▸ INPUT RECORDS
_____

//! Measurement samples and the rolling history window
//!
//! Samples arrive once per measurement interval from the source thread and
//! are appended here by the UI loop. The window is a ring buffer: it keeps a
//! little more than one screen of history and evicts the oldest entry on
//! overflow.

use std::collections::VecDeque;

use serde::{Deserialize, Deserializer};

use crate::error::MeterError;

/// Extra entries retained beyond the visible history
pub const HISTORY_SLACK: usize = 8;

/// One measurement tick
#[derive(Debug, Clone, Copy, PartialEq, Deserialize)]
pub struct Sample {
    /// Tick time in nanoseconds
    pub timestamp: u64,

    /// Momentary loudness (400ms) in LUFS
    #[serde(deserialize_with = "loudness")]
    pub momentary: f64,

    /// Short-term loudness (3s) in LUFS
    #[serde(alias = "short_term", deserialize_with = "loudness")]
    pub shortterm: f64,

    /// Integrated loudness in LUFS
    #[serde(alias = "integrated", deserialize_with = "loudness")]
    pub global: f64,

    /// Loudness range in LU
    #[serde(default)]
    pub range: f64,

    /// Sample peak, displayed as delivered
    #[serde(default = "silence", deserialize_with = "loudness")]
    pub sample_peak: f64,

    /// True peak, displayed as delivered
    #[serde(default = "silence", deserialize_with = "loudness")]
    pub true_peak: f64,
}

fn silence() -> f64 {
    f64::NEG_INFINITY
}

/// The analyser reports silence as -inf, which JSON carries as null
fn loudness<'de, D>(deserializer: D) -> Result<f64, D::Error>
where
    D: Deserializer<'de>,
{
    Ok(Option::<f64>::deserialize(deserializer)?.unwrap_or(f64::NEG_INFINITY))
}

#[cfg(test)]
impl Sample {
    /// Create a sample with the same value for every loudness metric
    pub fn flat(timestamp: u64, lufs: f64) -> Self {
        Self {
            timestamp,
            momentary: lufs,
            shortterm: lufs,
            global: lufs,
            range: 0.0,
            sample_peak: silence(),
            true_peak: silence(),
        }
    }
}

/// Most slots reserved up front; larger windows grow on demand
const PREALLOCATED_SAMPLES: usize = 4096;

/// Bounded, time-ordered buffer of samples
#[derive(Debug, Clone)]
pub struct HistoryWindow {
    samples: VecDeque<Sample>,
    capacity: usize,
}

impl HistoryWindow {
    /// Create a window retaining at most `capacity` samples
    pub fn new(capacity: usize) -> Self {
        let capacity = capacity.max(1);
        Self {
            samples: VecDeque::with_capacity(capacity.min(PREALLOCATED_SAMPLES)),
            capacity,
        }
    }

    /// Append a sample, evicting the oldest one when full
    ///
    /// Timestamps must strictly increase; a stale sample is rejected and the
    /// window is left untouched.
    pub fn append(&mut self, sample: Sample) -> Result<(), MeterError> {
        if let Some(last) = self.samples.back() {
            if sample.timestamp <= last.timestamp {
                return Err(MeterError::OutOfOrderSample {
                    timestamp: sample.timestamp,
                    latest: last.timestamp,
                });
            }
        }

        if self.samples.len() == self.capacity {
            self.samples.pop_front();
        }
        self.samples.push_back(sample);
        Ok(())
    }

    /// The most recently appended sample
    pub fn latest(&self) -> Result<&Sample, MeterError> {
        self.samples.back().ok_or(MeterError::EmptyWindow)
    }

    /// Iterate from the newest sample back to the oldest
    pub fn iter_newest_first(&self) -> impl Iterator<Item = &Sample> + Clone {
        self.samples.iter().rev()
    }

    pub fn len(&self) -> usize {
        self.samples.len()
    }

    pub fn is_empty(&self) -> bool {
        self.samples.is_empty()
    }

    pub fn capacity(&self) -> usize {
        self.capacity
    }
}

_____

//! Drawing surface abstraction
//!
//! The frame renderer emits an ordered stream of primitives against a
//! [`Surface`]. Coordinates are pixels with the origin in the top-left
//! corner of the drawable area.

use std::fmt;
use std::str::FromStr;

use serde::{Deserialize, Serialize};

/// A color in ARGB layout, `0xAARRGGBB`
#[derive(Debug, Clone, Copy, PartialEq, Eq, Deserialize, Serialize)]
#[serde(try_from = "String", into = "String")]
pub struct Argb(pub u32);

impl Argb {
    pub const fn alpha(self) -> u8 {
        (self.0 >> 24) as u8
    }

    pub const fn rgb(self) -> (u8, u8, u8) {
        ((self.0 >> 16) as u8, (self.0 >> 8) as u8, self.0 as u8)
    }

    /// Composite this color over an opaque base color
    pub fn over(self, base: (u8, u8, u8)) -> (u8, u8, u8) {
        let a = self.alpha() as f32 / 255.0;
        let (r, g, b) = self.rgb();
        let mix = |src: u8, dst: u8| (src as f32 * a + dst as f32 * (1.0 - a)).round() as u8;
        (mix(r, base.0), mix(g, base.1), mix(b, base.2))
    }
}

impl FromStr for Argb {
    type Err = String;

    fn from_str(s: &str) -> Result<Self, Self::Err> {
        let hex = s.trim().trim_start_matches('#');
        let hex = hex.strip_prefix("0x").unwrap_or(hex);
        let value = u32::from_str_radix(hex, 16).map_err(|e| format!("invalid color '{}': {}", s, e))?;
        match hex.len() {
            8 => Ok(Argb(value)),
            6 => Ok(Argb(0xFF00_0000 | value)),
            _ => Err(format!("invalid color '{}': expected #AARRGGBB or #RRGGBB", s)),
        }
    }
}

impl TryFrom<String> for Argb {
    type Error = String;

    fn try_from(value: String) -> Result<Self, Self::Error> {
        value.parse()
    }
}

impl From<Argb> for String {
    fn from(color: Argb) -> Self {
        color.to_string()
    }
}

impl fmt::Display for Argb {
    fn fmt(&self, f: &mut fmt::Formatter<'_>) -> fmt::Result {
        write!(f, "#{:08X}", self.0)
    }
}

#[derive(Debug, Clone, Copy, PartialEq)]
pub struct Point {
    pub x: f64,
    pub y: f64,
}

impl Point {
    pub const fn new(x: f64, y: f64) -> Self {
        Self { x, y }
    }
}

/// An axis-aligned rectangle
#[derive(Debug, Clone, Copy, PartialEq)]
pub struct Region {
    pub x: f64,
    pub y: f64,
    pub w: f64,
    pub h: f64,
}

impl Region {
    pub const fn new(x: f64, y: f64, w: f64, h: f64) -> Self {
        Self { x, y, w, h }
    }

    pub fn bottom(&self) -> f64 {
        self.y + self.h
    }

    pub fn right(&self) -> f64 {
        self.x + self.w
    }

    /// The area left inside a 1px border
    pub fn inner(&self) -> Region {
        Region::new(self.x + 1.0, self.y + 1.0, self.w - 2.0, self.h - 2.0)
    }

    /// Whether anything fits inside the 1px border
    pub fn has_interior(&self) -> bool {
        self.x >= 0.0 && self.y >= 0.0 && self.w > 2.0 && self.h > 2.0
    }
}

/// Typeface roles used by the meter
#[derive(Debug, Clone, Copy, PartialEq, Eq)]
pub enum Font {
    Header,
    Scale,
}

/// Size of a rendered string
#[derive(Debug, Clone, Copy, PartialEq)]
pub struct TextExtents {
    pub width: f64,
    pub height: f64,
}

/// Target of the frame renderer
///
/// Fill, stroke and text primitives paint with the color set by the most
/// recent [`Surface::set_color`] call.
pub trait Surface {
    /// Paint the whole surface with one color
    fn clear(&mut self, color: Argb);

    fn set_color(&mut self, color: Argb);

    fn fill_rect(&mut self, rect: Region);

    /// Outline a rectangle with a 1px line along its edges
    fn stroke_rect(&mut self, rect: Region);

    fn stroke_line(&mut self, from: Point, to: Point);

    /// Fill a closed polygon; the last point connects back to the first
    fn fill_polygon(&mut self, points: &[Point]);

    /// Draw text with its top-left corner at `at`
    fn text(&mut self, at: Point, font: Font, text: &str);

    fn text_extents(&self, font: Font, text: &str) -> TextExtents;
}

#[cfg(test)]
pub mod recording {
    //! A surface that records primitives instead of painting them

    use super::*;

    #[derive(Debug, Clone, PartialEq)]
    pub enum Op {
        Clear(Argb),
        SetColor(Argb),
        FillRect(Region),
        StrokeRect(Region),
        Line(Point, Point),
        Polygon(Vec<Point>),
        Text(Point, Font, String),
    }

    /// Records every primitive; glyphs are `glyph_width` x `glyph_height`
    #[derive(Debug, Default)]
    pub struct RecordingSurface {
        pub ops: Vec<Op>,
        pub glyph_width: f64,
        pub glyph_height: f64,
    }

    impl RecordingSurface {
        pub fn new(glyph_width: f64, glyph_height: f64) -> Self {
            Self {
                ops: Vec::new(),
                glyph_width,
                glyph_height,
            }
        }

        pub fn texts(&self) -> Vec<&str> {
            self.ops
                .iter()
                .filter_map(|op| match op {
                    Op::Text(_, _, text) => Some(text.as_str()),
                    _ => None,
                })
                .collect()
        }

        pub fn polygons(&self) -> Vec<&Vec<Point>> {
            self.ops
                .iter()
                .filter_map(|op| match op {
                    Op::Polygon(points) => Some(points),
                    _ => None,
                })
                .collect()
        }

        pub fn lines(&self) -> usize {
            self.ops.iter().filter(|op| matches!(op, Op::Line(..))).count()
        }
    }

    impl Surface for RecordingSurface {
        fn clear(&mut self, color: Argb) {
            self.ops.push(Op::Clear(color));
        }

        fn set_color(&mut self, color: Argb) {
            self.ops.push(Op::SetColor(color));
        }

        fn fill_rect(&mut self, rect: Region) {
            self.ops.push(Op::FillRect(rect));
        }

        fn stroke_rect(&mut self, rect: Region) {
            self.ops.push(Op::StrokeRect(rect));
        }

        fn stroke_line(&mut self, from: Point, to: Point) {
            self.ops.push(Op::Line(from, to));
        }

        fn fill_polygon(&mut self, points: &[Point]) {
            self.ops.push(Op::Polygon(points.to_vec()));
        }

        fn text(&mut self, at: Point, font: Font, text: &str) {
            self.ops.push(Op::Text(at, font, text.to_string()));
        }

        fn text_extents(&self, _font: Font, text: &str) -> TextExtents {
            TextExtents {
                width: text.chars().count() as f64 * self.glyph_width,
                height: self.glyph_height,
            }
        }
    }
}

_____

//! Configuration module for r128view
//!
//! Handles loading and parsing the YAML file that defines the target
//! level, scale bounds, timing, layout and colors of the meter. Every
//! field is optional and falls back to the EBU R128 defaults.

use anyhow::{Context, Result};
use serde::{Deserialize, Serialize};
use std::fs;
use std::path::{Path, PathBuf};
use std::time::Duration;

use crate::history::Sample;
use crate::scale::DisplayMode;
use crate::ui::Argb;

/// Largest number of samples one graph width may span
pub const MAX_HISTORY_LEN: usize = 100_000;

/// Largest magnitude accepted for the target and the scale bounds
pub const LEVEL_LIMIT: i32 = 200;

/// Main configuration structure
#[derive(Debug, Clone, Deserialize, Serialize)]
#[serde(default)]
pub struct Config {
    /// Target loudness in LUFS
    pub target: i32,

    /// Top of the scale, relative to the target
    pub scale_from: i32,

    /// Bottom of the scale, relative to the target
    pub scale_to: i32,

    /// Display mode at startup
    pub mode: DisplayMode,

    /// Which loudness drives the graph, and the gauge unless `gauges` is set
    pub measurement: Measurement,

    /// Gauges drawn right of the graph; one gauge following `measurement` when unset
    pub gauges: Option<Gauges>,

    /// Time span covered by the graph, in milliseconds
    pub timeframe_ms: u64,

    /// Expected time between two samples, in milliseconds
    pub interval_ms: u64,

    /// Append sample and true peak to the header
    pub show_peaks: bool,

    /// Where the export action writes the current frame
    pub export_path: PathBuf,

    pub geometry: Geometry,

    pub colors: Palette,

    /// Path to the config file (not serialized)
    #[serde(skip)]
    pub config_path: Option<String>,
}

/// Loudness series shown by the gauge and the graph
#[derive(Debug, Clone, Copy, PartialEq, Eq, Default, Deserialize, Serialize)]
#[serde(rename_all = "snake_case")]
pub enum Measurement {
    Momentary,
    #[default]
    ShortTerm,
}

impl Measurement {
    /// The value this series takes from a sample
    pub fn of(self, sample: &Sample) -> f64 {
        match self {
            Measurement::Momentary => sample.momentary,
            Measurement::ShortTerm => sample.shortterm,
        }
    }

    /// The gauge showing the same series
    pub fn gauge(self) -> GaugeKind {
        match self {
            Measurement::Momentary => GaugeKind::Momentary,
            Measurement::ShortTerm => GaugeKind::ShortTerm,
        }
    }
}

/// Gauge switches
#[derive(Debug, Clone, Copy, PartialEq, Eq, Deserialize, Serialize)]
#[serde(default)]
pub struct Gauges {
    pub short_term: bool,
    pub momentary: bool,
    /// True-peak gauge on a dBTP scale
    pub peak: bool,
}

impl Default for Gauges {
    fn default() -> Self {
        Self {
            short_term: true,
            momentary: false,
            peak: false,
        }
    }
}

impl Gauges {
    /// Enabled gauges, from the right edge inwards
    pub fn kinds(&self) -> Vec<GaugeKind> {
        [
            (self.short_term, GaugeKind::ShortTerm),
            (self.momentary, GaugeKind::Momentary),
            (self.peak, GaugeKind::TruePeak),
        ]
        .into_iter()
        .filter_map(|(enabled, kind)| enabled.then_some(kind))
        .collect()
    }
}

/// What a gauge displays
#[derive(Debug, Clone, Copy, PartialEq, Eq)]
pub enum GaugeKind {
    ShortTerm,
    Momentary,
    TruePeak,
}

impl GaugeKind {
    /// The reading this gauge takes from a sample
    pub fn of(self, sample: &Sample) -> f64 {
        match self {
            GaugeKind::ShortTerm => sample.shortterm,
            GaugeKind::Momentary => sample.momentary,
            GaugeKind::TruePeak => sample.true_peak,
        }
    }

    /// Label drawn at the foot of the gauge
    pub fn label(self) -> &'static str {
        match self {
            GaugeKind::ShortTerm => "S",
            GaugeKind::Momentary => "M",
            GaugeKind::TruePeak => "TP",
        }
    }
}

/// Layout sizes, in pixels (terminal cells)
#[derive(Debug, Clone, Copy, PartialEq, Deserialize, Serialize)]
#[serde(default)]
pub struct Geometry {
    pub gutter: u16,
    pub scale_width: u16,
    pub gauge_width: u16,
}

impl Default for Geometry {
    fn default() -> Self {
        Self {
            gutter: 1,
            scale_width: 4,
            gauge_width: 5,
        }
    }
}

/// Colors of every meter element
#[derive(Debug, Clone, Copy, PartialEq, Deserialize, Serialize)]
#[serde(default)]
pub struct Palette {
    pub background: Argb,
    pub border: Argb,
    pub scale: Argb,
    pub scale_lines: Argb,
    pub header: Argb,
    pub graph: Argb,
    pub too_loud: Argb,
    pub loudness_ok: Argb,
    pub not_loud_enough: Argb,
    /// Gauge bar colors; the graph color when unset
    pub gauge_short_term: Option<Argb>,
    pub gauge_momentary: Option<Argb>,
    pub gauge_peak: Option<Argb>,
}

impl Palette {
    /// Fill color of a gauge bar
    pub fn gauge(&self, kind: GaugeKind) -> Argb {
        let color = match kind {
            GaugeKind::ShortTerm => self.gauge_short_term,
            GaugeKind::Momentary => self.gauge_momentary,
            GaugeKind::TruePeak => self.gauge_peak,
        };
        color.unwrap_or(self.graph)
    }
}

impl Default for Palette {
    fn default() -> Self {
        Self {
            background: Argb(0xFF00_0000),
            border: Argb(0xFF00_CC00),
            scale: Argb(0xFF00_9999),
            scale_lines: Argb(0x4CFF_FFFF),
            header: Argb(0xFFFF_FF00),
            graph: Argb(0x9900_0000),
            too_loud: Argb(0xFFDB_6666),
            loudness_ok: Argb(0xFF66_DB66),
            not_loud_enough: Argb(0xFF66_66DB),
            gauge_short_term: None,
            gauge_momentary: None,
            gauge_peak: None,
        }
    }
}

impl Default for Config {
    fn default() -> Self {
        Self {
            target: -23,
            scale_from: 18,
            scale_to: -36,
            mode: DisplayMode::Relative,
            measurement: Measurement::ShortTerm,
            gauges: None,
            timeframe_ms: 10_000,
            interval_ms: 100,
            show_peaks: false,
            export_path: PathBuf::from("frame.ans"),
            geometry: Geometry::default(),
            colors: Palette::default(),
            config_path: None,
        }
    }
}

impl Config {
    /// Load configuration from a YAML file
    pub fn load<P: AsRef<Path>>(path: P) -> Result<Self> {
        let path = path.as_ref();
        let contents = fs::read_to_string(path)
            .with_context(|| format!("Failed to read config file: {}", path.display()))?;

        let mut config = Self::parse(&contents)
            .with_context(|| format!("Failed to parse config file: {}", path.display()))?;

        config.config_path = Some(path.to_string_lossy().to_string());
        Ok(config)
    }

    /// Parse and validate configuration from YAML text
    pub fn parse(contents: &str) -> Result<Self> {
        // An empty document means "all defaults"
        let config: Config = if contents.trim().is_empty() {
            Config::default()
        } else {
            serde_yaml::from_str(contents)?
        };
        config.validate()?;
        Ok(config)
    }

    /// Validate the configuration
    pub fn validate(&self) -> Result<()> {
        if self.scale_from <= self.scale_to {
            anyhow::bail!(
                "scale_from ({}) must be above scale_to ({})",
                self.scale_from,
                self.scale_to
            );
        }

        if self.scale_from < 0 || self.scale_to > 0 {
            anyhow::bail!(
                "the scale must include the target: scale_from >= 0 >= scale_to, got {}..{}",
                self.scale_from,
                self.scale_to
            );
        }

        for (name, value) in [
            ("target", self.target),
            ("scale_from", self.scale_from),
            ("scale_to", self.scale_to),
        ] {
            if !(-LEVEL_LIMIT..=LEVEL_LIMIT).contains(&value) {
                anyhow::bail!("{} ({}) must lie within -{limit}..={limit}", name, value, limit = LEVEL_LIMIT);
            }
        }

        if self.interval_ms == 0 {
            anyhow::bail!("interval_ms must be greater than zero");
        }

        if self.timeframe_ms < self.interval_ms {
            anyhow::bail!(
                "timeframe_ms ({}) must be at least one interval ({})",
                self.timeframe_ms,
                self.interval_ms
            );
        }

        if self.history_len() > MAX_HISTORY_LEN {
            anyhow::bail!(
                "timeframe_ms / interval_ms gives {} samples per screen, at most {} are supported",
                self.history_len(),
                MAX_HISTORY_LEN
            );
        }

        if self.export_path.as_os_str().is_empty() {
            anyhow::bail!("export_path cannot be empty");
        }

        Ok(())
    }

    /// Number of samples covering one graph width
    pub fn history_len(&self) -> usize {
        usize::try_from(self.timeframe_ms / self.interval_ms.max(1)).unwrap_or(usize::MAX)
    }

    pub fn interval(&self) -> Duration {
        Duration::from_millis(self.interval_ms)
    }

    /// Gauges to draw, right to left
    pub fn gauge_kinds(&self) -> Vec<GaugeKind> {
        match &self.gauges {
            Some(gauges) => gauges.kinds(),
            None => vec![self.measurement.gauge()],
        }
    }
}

_____

▸ ASSIGNMENT
Reply with nothing but a number: how many lines of the entries above contain the string "None"?

▸ OUTPUT OF THE TASK
8